Which lines of the listing below contain the word "with"? Copy each of them.

--------------------------------------------------

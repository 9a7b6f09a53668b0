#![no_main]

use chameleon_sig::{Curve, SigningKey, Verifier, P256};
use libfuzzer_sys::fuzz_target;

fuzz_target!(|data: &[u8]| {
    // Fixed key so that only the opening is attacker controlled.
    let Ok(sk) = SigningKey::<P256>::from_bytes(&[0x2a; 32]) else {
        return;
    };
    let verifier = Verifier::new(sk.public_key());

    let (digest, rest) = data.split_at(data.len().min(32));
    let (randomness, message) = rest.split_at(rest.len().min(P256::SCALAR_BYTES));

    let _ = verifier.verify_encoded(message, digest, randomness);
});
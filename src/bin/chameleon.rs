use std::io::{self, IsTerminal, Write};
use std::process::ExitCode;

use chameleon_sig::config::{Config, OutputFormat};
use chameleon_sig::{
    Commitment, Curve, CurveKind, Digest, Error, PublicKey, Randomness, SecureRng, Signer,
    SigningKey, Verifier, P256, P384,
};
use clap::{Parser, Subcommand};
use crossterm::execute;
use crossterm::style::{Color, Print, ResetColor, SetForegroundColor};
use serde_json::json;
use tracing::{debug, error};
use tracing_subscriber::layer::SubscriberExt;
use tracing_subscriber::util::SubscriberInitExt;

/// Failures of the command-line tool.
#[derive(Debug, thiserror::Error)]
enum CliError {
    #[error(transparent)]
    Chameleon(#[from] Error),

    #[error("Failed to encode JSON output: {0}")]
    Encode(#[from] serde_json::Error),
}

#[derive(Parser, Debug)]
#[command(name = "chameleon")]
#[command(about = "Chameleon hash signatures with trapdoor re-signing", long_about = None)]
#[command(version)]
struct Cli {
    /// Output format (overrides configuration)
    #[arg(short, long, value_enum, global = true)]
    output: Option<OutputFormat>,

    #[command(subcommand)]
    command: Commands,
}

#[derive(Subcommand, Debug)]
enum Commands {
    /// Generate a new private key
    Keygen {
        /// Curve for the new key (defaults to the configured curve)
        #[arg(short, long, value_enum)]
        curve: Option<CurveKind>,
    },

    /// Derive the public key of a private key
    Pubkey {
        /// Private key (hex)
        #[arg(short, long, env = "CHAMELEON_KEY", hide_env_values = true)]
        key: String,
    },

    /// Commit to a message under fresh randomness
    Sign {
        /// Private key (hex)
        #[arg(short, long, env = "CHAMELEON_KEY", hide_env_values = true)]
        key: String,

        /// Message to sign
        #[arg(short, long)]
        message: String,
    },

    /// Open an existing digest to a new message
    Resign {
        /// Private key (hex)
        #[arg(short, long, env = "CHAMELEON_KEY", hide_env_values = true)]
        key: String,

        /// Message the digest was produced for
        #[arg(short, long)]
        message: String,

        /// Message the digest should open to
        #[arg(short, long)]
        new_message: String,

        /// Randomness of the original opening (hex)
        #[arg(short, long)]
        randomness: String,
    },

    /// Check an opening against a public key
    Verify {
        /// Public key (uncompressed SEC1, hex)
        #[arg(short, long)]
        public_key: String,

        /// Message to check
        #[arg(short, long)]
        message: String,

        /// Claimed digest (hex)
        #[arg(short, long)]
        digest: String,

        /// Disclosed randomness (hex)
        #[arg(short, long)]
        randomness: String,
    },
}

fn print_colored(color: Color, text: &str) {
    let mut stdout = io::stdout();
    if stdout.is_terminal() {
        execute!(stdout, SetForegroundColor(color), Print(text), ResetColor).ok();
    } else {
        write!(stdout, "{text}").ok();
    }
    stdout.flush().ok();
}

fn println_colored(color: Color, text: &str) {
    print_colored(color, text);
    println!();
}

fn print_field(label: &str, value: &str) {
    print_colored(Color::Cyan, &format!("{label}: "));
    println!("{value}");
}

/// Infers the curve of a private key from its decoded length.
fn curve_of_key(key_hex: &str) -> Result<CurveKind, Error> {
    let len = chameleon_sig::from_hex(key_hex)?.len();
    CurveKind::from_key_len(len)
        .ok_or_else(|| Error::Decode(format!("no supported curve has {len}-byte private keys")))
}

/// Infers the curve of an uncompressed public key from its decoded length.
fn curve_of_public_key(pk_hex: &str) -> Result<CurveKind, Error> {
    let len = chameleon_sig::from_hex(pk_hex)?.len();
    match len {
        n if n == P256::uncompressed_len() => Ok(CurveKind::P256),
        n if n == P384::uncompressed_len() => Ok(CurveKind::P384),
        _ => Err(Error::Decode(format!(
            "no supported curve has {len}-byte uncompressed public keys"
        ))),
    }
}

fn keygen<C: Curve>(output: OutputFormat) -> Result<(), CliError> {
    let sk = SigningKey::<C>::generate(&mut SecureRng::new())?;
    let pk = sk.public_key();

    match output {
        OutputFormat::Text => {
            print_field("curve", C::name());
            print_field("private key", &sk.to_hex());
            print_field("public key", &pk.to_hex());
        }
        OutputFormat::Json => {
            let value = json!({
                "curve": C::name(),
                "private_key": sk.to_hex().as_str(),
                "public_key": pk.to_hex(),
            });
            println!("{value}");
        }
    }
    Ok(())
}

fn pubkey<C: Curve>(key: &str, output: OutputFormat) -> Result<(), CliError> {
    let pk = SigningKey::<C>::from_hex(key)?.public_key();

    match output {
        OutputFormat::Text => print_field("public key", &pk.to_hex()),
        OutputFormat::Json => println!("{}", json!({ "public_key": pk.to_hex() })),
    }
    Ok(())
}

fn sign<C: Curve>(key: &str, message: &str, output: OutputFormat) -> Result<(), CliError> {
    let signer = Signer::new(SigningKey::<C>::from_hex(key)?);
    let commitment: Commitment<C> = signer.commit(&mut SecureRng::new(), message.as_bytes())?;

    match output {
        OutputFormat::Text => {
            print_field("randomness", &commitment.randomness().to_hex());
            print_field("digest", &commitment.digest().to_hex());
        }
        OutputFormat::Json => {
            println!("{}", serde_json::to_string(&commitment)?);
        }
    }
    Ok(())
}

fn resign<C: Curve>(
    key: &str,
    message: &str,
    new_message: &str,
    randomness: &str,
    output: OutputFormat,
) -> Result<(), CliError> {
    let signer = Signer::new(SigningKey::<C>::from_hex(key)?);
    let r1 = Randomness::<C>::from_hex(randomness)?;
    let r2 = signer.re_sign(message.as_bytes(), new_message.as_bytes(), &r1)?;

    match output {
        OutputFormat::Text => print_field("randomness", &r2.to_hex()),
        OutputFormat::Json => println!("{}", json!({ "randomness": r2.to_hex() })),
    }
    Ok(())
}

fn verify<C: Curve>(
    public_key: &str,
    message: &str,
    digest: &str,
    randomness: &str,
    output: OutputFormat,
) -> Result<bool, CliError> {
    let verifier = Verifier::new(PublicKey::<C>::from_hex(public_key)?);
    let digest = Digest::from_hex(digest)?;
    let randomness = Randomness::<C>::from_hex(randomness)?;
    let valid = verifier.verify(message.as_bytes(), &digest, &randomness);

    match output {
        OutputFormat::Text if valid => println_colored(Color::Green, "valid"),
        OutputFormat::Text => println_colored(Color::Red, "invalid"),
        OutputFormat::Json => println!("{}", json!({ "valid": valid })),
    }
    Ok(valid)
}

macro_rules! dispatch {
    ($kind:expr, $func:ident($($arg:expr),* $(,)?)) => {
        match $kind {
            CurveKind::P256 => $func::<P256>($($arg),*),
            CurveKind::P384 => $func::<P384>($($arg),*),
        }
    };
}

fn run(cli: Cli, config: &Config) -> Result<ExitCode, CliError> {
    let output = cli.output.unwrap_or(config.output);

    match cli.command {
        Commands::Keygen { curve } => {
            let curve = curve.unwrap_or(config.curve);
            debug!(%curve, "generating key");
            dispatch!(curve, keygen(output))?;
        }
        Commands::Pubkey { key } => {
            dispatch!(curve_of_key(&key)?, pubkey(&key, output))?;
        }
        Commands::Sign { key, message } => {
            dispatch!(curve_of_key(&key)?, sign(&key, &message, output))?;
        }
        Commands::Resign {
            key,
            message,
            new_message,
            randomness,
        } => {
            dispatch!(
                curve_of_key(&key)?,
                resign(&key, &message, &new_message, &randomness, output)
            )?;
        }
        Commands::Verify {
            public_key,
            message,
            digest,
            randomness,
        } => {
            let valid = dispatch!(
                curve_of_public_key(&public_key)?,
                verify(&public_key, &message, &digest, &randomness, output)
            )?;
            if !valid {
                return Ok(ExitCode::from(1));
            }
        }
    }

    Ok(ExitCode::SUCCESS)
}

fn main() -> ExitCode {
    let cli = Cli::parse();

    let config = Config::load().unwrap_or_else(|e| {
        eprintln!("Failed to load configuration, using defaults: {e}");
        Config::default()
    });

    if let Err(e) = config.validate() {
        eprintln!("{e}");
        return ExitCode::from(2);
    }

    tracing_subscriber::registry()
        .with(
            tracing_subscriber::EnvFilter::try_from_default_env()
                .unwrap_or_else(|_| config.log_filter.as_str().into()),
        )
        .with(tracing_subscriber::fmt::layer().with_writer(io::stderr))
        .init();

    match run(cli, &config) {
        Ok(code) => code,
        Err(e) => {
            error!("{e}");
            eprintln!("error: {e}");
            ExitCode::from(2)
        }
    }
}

--------------------------------------------------

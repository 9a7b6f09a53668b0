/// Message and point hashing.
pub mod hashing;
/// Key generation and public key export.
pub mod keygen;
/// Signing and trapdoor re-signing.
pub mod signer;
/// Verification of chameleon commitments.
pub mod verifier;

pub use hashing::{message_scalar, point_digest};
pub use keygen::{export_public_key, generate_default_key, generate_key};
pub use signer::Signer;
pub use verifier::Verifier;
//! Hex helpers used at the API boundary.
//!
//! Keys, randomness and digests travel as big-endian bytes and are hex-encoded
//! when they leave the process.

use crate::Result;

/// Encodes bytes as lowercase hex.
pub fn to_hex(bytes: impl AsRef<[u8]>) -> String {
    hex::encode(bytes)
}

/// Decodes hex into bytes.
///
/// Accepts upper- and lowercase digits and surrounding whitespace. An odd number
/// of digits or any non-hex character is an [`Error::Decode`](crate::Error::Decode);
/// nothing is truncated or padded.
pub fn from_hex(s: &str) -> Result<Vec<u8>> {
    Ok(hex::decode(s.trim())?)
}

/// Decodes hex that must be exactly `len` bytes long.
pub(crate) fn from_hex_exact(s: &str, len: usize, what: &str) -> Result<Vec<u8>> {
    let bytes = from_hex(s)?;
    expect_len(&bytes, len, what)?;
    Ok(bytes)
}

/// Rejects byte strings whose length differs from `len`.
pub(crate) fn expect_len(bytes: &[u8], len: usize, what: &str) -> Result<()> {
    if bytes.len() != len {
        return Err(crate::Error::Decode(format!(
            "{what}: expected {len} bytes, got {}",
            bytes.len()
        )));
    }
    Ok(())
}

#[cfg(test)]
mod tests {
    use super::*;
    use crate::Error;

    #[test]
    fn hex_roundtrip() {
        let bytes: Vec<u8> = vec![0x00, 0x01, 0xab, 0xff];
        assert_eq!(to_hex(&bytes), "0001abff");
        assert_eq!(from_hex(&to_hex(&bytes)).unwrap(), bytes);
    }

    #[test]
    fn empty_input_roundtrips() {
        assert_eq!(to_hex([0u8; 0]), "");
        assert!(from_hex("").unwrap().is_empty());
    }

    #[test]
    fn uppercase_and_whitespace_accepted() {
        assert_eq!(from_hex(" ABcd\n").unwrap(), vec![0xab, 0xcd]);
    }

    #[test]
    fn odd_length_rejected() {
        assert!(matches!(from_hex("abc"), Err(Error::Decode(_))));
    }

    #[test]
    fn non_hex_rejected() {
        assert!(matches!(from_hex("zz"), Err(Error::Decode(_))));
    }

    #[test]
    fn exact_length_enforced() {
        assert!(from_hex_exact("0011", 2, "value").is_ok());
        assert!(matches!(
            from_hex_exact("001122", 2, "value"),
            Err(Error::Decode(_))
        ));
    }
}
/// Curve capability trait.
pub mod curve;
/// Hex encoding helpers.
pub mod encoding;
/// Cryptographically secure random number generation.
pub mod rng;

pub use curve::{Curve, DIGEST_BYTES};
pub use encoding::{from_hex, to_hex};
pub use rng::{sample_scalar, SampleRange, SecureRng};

--------------------------------------------------

### Result for this task
#[command(about = "Chameleon hash signatures with trapdoor re-signing", long_about = None)]
        .with(
        .with(tracing_subscriber::fmt::layer().with_writer(io::stderr))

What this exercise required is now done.